Growing up, Pettifleur Berenger says her life was vastly different to the privileged way she exists now. Having worked from a very early age in her native Sri Lanka, she says she learnt the value of a dollar – and the need to pull her weight in the household – far younger than her peers.
“When the other kids were out playing, I was chopping up vegetables, doing the dinner preparation, things like that,” she recalls of her early years.
“I got a good knack for seasoning and for cooking but I told myself that when I had the opportunity to stop cooking, I would take it because hey – I started early so I can retire early too!”

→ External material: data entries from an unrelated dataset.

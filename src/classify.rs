use ndarray::ArrayView1;

use crate::{InferErr, Result};

/// The labels of the emotion model, in output order.
pub const EMOTIONS: [&str; 6] = ["Angry", "Fear", "Happy", "Neutral", "Sad", "Surprise"];

/// The most likely label of a prediction.
#[derive(Debug, Clone, PartialEq)]
pub struct Classification {
    pub index: usize,
    pub label: String,
    /// The probability of the label as a percentage.
    pub confidence: f32,
}

/// Maps network outputs to human readable names.
#[derive(Debug, Clone, PartialEq)]
pub struct Labels {
    names: Vec<String>,
}

impl Default for Labels {
    fn default() -> Self {
        Self::new(EMOTIONS)
    }
}

impl Labels {
    pub fn new<I, S>(names: I) -> Self
    where
        I: IntoIterator<Item = S>,
        S: Into<String>,
    {
        Self {
            names: names.into_iter().map(Into::into).collect(),
        }
    }

    pub fn len(&self) -> usize {
        self.names.len()
    }

    pub fn is_empty(&self) -> bool {
        self.names.is_empty()
    }

    pub fn names(&self) -> &[String] {
        &self.names
    }

    /// Picks the most likely label, the first one on ties.
    ///
    /// # Returns
    /// The classification or a `ShapeMismatch` if there is not one probability per label.
    pub fn classify(&self, probs: ArrayView1<f32>) -> Result<Classification> {
        if probs.len() != self.len() || self.is_empty() {
            return Err(InferErr::ShapeMismatch {
                what: "label count",
                expected: self.len(),
                got: probs.len(),
            });
        }

        let (index, &p) = probs
            .iter()
            .enumerate()
            .fold((0, &probs[0]), |best, (i, p)| if p > best.1 { (i, p) } else { best });

        Ok(Classification {
            index,
            label: self.names[index].clone(),
            confidence: p * 100.,
        })
    }
}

Hiring a chef for her family was one of the first things the mother of three did when she could afford to do so, a no brainer when she realized cooking for kids was what she – and many other mums – call “a thankless job”. But in hanging up her apron, she admits she lost her passion for something she’d once prided herself on – bringing beautiful meals to the table for her sons.
And then Hell’s Kitchen came calling and she knew she needed to take part.

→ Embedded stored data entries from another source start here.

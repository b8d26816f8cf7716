mod architecture;
mod error;
mod fill;

pub use architecture::{Architecture, EMOTION_PRIOR};
pub use error::{InitErr, Result};
pub use fill::Fill;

“I thought it would be a way to cook with a lot of love and heart and to make my boys proud,” she says.
While Marco Pierre White was a tough teacher on the show, behind the scenes she says the unlikely duo formed quite a bond over their similar humble starts in life.
“We would compare notes with our hard lifestyles and starting young, doing it tough,” she says.
“He was being so nice to me that it didn’t feel right. I had to say to him, ‘Please go back to being an A-hole because I can’t take it! I can’t handle you being nice to me!’”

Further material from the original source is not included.